L’hygiénisme (l’air est plus pur en altitude), la libération des tenues vestimentaires, une certaine forme de convivialité joyeuse, et quelques conquêtes sociétales assurent le succès de ces nouvelles infrastructures.  Mais pour un temps seulement : le téléphérique du Revard est abandonné, livrant au vandalisme son admirable gare inférieure ; celui de Verrier du Lac  assiste à la destruction de sa  gare d’arrivée hors normes mais reconvertit habilement sa gare inférieure en Cinémathèque des Pays de Savoie.

Voir ! Même au prix d’une montée vertigineuse, de la rude vision du glissement continu des flancs d’une montagne labourée à la verticale par l’exploitation qu’en font les carrières, de cette gare d’arrivée qui s’avance comme pour mieux happer les corps contenus dans l’espace d’une cabine : entre France et Suisse, le téléphérique du Salève inauguré dès 1931 fascine toujours. Il a provoqué l’enthousiasme, puis il a vécu au ralenti, s’est même arrêté, a été remis en route, a de nouveau tanguer et détruit sa gare inférieure, survécu jusqu’aux années 2000 et connu un réel regain d’intérêt. Il est aujourd’hui promis à une renaissance lancée en 2018 par le jugement du concours d’architecture organisé pour la reconstruction de la gare de départ, la rénovation et la revitalisation de sa gare sommitale, missions confiées aux architectes Devaux et Devaux (DDA).

 

Intérêt
Dominant d’un millier de mètres d’altitude l’agglomération genevoise, le Salève constitue un balcon exceptionnel sur la ville, le lac, le bassin du Léman et les monts du Jura. Son attrait est tel que dès 1892 la première ligne régulière de chemin de fer électrique à crémaillère au monde permet d’y accéder. Plus rapide car plus directe, un téléphérique lui succède dès le début des années 1930. Auguste Fournier constitue le 2 septembre 1931, avec près de 300 actionnaires, la Société du Téléphérique du Salève (STS) qui finance de la construction et gére l’exploitation de l’appareil. La réalisation porte la  double signature du téléphériste André Rebuffel et de l’architecte Maurice Braillard. Ingénieur, André Rebuffel développe des téléphériques aux lignes aériennes qui, dépourvues de pylône, proposent des survols conséquents, et aux gares de béton dont les lignes avant-gardistes mettent en scène le voyage. L’architecte suisse Maurice Braillard, un professionnel réputé, est appelé pour finaliser le dessin des deux gares du Salève. Dans son projet initial, ce dernier prévoit de développer un imposant volume à l’arrière de la gare, répondant par sa verticalité à la puissance exprimée par la structure horizontale en porte-à-faux de la gare. Esthétique, sa proposition était aussi technique  (elle renforçait l’inertie de l’ensemble), pragmatique (un hôtel ainsi que les espaces techniques du restaurant y prenaient place) et poétique (un vaste restaurant panoramique s’installait au niveau supérieur de la gare). Ce véritable complexe devait se suffire à lui-même et s’imposer dans un paysage nu. Il lui sera préféré un projet plus modeste de restaurant adjacent au bâtiment amont.

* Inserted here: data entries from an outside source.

//! Typed, read-only view of `agent-compose.yaml`.
//!
//! Unknown keys are ignored. Agent order follows the document.

use super::{ComposeDocument, ComposeError};
use indexmap::IndexMap;
use serde::{Deserialize, Serialize};

#[derive(Debug, Clone, Default, PartialEq, Serialize, Deserialize)]
pub struct ComposeFile {
    #[serde(default, skip_serializing_if = "Option::is_none")]
    pub version: Option<String>,
    #[serde(default, skip_serializing_if = "Option::is_none")]
    pub paths: Option<ComposePaths>,
    #[serde(default)]
    pub agents: IndexMap<String, ComposeAgent>,
}

#[derive(Debug, Clone, Default, PartialEq, Eq, Serialize, Deserialize)]
pub struct ComposePaths {
    #[serde(default, skip_serializing_if = "Option::is_none")]
    pub memory: Option<String>,
    #[serde(default, skip_serializing_if = "Option::is_none")]
    pub logs: Option<String>,
}

#[derive(Debug, Clone, Default, PartialEq, Serialize, Deserialize)]
pub struct ComposeAgent {
    #[serde(default, skip_serializing_if = "Option::is_none")]
    pub name: Option<String>,
    #[serde(default, skip_serializing_if = "Option::is_none")]
    pub port: Option<u16>,
    #[serde(default, skip_serializing_if = "Option::is_none")]
    pub persona: Option<String>,
    #[serde(default, rename = "loop", skip_serializing_if = "Option::is_none")]
    pub loop_config: Option<ComposeLoop>,
    #[serde(default, skip_serializing_if = "Vec::is_empty")]
    pub cron: Vec<ComposeCron>,
    #[serde(default, skip_serializing_if = "Option::is_none")]
    pub perception: Option<ComposePerception>,
    #[serde(default, skip_serializing_if = "Vec::is_empty")]
    pub skills: Vec<String>,
    #[serde(default, skip_serializing_if = "Vec::is_empty")]
    pub depends_on: Vec<String>,
}

#[derive(Debug, Clone, Default, PartialEq, Eq, Serialize, Deserialize)]
pub struct ComposeLoop {
    #[serde(default, skip_serializing_if = "Option::is_none")]
    pub enabled: Option<bool>,
    #[serde(default, skip_serializing_if = "Option::is_none")]
    pub interval: Option<String>,
    #[serde(default, rename = "activeHours", skip_serializing_if = "Option::is_none")]
    pub active_hours: Option<ActiveHours>,
}

#[derive(Debug, Clone, Default, PartialEq, Eq, Serialize, Deserialize)]
pub struct ActiveHours {
    #[serde(default, skip_serializing_if = "Option::is_none")]
    pub start: Option<u8>,
    #[serde(default, skip_serializing_if = "Option::is_none")]
    pub end: Option<u8>,
}

#[derive(Debug, Clone, Default, PartialEq, Eq, Serialize, Deserialize)]
pub struct ComposeCron {
    pub schedule: String,
    pub task: String,
}

#[derive(Debug, Clone, Default, PartialEq, Serialize, Deserialize)]
pub struct ComposePerception {
    #[serde(default, skip_serializing_if = "Vec::is_empty")]
    pub builtin: Vec<String>,
    #[serde(default, deserialize_with = "null_as_empty", skip_serializing_if = "Vec::is_empty")]
    pub custom: Vec<PerceptionPlugin>,
}

/// One entry of `perception.custom`.
#[derive(Debug, Clone, Default, PartialEq, Eq, Serialize, Deserialize)]
pub struct PerceptionPlugin {
    pub name: String,
    #[serde(default)]
    pub script: String,
    #[serde(default, skip_serializing_if = "Option::is_none")]
    pub interval: Option<String>,
    #[serde(default, skip_serializing_if = "Option::is_none")]
    pub timeout: Option<u64>,
    #[serde(default, skip_serializing_if = "Option::is_none")]
    pub enabled: Option<bool>,
}

impl PerceptionPlugin {
    /// An absent `enabled` key counts as enabled.
    pub fn is_enabled(&self) -> bool {
        self.enabled.unwrap_or(true)
    }
}

fn null_as_empty<'de, D>(deserializer: D) -> Result<Vec<PerceptionPlugin>, D::Error>
where
    D: serde::Deserializer<'de>,
{
    Ok(Option::<Vec<PerceptionPlugin>>::deserialize(deserializer)?.unwrap_or_default())
}

impl ComposeFile {
    /// Decode the typed view of a parsed document.
    pub fn from_document(doc: &ComposeDocument) -> Result<Self, ComposeError> {
        if doc.root().is_null() {
            return Ok(Self::default());
        }
        serde_yaml::from_str(doc.text()).map_err(|e| ComposeError::Malformed {
            path: doc.path().to_path_buf(),
            line: e.location().map(|l| l.line()),
            reason: e.to_string(),
        })
    }

    /// Name and definition of the first agent in document order.
    pub fn first_agent(&self) -> Option<(&str, &ComposeAgent)> {
        self.agents.first().map(|(k, v)| (k.as_str(), v))
    }

    /// Plugin entries of the first agent.
    pub fn custom_perceptions(&self) -> &[PerceptionPlugin] {
        self.first_agent()
            .and_then(|(_, agent)| agent.perception.as_ref())
            .map(|p| p.custom.as_slice())
            .unwrap_or(&[])
    }

    /// Names of plugins of the first agent that are currently enabled.
    pub fn enabled_plugin_names(&self) -> Vec<String> {
        self.custom_perceptions()
            .iter()
            .filter(|p| p.is_enabled())
            .map(|p| p.name.clone())
            .collect()
    }
}

#[cfg(test)]
mod tests {
    use super::*;
    use std::path::Path;

    const TEXT: &str = "\
version: \"1\"
paths:
  memory: ./memory
agents:
  kuro:
    name: Kuro
    port: 3001
    loop:
      enabled: true
      interval: 5m
      activeHours: { start: 8, end: 23 }
    cron:
      - schedule: \"0 * * * *\"
        task: tidy
    perception:
      builtin: [chrome]
      custom:
        - name: docker-status
          script: ./plugins/docker-status.sh
          enabled: false
        - name: git-status
          script: ./plugins/git-status.sh
          timeout: 3000
  mini:
    name: Mini
";

    #[test]
    fn test_typed_view() {
        let doc = ComposeDocument::parse(TEXT, Path::new("agent-compose.yaml")).unwrap();
        let file = ComposeFile::from_document(&doc).unwrap();
        assert_eq!(file.version.as_deref(), Some("1"));
        assert_eq!(file.agents.len(), 2);
        let (name, agent) = file.first_agent().unwrap();
        assert_eq!(name, "kuro");
        assert_eq!(agent.port, Some(3001));
        assert_eq!(
            agent.loop_config.as_ref().and_then(|l| l.active_hours.as_ref()).and_then(|h| h.end),
            Some(23)
        );
        assert_eq!(file.custom_perceptions().len(), 2);
        assert_eq!(file.custom_perceptions()[1].timeout, Some(3000));
        assert_eq!(file.enabled_plugin_names(), vec!["git-status".to_string()]);
    }

    #[test]
    fn test_empty_document_is_default() {
        let doc = ComposeDocument::parse("# nothing\n", Path::new("agent-compose.yaml")).unwrap();
        let file = ComposeFile::from_document(&doc).unwrap();
        assert!(file.agents.is_empty());
        assert!(file.enabled_plugin_names().is_empty());
    }

    #[test]
    fn test_null_custom_is_empty() {
        let doc = ComposeDocument::parse(
            "agents:\n  kuro:\n    perception:\n      custom:\n",
            Path::new("agent-compose.yaml"),
        )
        .unwrap();
        let file = ComposeFile::from_document(&doc).unwrap();
        assert!(file.custom_perceptions().is_empty());
    }
}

Plus simple, la gare aval présente néanmoins des formes architecturales modernistes et se développe à l’avant du massif inertiel ancrant le téléphérique au sol. Sa partie avant est marquée par le porte-à-faux de deux bow-windows en quart-de-cercle et par un quai aérien se redressant vers de la montagne.

 

 

Les travaux s’engagent immédiatement. L’ingénieur français Fernand Decock, supervise les travaux. Les principales pièces techniques de la remontée (treuils et poulies) sont réalisées dans les Usines Beyer Frères de Saint-Dié. L’entraînement électrique est fourni par la société lyonnaise Patay et les câbles, par la Tréfilerie Câblerie de Bourg-en-Bresse). L’entreprise Malfroid, de Faverges, est chargée de la construction du gros œuvre des gares. Au terme de quinze mois de chantier, le téléphérique reçoit l’autorisation d’exploitation le 5 août 1932. Il transporte ses premiers passagers deux jours plus tard.

 

 

Caractéristiques de l’existant

La gare supérieure, un étonnant édifice en porte-à-faux sur le vide, capte toute l’attention.  Cette construction très aérienne est entièrement réalisée en béton armé laissé apparent. Sa forme résulte des contraintes techniques liées à la résistance mécanique incertaine du sol et de la technique de câblage du téléphérique.

La présence de poches révélées par les fouilles préalables au chantier conduit Georges Riondel, l’ingénieur civil, à créer un puissant cadre structurel en béton qui lui permet de reporter l’effort exercé par les câbles sur un noyau massif, solidement ancré au rocher, situé hors de la zone géologiquement instable mais loin à l’arrière des piliers de la gare.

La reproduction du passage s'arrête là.